• [What the task asks] An exact reproduction of all entries is required.

• [Given entries]
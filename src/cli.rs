use std::path::PathBuf;

use clap::{Parser, Subcommand};

use crate::export::OutputFormat;
use crate::language::Language;

#[derive(Parser)]
#[command(name = "dep-graph", version, about = "Analyze imports and function calls between files")]
pub struct Cli {
    #[command(subcommand)]
    pub command: Commands,
}

#[derive(Subcommand)]
pub enum Commands {
    /// Build the dependency graph for files matching a glob pattern
    Analyze {
        /// Glob pattern selecting the files to analyze; falls back to the
        /// pattern in dep-graph.toml, then to everything under the base path
        #[arg(short, long)]
        pattern: Option<String>,

        /// Languages to analyze (comma separated: ts, tsx, js, jsx; default all)
        #[arg(short, long, value_delimiter = ',')]
        language: Option<Vec<Language>>,

        /// Output format
        #[arg(short, long, value_enum, default_value_t = OutputFormat::Json)]
        format: OutputFormat,

        /// Root that module identifiers are made relative to
        #[arg(short, long, default_value = ".")]
        base: PathBuf,

        /// Write the serialized graph to this file instead of stdout
        #[arg(short, long)]
        output: Option<PathBuf>,

        /// Print each discovered file to stderr
        #[arg(short, long)]
        verbose: bool,
    },

    /// Report circular dependencies for files matching a glob pattern
    Cycles {
        /// Glob pattern selecting the files to analyze
        #[arg(short, long)]
        pattern: String,

        /// Root that module identifiers are made relative to
        #[arg(short, long, default_value = ".")]
        base: PathBuf,

        /// Emit the cycle list as JSON instead of text
        #[arg(long)]
        json: bool,
    },
}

• [Reply]
filename src/cli.rs
use std::path::PathBuf;

use clap::{Parser, Subcommand};

use crate::export::OutputFormat;
use crate::language::Language;

#[derive(Parser)]
#[command(name = "dep-graph", version, about = "Analyze imports and function calls between files")]
pub struct Cli {
    #[command(subcommand)]
    pub command: Commands,
}

#[derive(Subcommand)]
pub enum Commands {
    /// Build the dependency graph for files matching a glob pattern
    Analyze {
        /// Glob pattern selecting the files to analyze; falls back to the
        /// pattern in dep-graph.toml, then to everything under the base path
        #[arg(short, long)]
        pattern: Option<String>,

        /// Languages to analyze (comma separated: ts, tsx, js, jsx; default all)
        #[arg(short, long, value_delimiter = ',')]
        language: Option<Vec<Language>>,

        /// Output format
        #[arg(short, long, value_enum, default_value_t = OutputFormat::Json)]
        format: OutputFormat,

        /// Root that module identifiers are made relative to
        #[arg(short, long, default_value = ".")]
        base: PathBuf,

        /// Write the serialized graph to this file instead of stdout
        #[arg(short, long)]
        output: Option<PathBuf>,

        /// Print each discovered file to stderr
        #[arg(short, long)]
        verbose: bool,
    },

    /// Report circular dependencies for files matching a glob pattern
    Cycles {
        /// Glob pattern selecting the files to analyze
        #[arg(short, long)]
        pattern: String,

        /// Root that module identifiers are made relative to
        #[arg(short, long, default_value = ".")]
        base: PathBuf,

        /// Emit the cycle list as JSON instead of text
        #[arg(long)]
        json: bool,
    },
}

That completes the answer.